* _Exercise details_: Reading the records below, count the lines in which the string "else" appears; write the number only.

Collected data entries
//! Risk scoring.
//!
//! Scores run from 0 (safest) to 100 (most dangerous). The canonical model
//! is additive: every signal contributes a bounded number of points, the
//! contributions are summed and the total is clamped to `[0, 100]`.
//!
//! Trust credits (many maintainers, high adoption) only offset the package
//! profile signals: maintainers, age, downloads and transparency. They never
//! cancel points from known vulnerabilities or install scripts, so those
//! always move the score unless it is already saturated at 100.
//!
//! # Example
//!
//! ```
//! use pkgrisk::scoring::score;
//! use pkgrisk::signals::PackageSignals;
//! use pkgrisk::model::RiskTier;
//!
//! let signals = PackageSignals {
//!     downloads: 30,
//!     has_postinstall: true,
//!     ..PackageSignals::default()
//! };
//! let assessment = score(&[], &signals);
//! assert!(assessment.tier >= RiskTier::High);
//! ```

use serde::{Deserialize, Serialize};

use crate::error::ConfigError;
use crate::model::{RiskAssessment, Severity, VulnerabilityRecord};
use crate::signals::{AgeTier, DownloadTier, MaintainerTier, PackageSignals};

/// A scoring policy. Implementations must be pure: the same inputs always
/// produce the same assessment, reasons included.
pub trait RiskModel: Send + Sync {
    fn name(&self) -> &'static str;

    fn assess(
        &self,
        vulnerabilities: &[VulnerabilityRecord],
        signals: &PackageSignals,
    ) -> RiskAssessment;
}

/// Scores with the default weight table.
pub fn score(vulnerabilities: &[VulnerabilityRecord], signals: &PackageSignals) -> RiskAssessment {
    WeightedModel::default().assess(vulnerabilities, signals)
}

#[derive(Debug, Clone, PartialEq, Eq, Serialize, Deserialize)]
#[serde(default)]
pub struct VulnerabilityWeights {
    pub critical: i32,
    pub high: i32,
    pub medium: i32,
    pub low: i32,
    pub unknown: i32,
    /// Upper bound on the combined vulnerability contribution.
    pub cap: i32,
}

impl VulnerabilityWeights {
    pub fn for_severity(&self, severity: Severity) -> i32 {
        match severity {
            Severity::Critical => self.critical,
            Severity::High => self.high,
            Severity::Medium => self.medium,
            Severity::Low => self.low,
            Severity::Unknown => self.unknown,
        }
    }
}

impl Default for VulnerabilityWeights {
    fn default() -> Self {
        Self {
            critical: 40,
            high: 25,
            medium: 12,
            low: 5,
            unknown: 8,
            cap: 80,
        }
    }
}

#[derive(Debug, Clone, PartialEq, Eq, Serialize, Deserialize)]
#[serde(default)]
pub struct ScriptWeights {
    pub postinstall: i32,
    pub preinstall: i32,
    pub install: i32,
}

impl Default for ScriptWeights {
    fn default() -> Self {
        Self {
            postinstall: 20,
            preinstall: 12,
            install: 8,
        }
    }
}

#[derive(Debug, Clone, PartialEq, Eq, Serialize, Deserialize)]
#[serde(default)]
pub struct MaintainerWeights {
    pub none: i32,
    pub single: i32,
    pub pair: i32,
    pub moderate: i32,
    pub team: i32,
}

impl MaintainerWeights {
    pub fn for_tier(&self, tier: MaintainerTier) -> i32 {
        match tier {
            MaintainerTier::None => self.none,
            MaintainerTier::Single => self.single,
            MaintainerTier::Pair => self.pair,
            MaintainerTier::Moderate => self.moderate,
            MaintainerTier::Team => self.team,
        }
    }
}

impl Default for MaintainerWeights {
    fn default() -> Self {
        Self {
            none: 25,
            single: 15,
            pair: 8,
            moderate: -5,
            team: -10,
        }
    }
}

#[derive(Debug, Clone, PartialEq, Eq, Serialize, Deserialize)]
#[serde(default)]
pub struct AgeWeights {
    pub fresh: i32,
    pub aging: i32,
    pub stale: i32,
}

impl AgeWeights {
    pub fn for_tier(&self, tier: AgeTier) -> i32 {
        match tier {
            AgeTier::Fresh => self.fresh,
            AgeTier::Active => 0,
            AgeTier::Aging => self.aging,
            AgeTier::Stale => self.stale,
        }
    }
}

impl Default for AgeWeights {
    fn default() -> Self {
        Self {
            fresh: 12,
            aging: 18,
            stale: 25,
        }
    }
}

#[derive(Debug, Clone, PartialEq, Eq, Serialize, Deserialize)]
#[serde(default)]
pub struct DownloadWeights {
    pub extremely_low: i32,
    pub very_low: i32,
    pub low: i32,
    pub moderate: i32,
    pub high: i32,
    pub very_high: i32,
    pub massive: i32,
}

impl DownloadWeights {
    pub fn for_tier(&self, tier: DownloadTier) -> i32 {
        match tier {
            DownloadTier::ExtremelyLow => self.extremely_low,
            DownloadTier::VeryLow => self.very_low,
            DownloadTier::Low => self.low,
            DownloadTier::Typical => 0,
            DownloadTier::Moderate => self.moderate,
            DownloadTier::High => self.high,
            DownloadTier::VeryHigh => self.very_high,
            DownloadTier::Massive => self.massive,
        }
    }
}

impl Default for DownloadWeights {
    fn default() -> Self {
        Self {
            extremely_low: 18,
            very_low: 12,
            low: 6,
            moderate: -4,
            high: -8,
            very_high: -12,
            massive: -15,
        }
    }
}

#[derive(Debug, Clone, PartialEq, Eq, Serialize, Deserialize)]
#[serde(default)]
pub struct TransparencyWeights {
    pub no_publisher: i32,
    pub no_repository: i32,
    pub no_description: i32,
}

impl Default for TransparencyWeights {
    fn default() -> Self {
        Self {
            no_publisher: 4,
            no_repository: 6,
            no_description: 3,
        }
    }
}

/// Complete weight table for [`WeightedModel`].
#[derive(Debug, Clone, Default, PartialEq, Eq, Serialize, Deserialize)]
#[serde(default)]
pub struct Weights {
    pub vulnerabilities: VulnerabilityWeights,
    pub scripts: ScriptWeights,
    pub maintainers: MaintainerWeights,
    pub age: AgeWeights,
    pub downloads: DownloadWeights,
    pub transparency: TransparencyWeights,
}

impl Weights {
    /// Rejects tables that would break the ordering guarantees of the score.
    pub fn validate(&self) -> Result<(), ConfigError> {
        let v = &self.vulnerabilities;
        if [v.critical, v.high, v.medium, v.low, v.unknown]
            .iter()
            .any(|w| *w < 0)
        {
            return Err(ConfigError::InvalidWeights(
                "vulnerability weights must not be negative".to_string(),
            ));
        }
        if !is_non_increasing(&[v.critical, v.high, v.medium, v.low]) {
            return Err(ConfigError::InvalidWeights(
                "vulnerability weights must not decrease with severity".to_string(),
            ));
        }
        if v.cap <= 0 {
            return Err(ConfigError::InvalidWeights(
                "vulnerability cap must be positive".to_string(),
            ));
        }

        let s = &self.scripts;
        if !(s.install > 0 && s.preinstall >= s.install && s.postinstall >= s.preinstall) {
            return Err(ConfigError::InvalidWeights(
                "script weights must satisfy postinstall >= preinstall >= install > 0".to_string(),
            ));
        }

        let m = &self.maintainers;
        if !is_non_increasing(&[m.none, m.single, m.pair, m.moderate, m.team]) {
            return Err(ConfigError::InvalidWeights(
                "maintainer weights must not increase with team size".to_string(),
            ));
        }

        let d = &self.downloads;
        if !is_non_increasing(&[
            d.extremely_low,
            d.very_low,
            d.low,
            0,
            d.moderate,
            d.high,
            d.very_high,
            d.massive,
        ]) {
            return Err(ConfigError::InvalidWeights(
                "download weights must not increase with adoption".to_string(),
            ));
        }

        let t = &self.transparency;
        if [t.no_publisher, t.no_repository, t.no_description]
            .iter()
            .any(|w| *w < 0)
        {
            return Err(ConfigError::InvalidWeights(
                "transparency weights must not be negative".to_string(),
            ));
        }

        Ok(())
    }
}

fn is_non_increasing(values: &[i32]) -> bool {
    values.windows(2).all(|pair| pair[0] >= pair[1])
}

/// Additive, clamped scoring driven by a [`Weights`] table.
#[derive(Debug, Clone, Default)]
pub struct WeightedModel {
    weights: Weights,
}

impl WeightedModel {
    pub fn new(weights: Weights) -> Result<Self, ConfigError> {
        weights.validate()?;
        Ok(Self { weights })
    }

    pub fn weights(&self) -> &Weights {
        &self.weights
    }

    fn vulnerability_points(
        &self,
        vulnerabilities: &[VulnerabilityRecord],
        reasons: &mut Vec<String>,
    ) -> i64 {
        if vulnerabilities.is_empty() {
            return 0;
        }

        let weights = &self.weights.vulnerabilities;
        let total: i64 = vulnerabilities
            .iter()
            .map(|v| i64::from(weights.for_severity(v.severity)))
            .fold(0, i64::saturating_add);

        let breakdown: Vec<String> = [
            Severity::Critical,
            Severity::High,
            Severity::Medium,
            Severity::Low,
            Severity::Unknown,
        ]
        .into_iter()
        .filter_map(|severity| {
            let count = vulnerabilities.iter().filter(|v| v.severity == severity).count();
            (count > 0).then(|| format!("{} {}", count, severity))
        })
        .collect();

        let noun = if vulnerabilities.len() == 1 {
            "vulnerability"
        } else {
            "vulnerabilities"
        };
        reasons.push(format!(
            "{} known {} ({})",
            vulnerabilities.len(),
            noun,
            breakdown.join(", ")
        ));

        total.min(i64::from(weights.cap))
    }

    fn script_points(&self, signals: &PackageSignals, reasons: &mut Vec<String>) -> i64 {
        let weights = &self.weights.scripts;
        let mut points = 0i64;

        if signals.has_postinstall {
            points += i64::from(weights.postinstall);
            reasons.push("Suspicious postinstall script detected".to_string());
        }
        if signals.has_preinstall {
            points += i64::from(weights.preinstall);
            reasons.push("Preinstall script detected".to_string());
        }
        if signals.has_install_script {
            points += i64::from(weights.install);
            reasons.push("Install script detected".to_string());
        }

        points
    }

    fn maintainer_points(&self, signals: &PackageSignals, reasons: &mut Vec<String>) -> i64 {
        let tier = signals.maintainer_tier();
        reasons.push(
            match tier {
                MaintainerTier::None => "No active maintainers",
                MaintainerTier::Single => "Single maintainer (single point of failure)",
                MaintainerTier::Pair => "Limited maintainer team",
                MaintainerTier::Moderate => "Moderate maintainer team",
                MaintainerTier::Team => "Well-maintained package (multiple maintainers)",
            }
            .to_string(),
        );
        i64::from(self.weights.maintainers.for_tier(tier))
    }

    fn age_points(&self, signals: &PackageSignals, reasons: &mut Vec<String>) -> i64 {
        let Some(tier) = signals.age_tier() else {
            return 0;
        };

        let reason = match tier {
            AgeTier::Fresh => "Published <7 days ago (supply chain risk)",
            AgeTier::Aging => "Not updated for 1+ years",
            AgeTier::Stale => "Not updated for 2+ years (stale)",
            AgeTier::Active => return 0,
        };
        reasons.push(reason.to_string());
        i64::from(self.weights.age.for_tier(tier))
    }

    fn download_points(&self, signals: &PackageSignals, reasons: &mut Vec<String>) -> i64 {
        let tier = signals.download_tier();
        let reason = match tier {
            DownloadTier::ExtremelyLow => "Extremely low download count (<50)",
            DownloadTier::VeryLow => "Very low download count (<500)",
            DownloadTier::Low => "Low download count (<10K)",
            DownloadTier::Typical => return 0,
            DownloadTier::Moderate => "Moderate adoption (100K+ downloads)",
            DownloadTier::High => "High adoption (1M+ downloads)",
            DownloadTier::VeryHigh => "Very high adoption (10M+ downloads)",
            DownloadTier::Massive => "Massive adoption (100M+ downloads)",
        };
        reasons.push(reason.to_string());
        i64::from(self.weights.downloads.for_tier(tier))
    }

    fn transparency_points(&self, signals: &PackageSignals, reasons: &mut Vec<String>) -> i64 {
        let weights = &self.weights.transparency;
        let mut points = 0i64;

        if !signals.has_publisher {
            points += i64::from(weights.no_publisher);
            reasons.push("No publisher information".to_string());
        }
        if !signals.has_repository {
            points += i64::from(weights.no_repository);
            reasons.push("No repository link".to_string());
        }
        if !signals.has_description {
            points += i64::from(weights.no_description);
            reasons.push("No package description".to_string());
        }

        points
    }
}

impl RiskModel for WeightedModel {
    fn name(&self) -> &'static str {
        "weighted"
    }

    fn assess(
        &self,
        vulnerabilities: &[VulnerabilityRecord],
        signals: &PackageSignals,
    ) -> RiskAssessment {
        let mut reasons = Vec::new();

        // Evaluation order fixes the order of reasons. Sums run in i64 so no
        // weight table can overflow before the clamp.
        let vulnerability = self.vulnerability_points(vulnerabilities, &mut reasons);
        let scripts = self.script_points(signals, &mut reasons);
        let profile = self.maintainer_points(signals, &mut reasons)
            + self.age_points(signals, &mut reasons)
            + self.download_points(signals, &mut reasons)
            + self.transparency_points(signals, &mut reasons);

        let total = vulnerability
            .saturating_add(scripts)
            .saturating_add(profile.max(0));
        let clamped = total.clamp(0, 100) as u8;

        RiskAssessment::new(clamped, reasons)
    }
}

* _Exercise output_: 2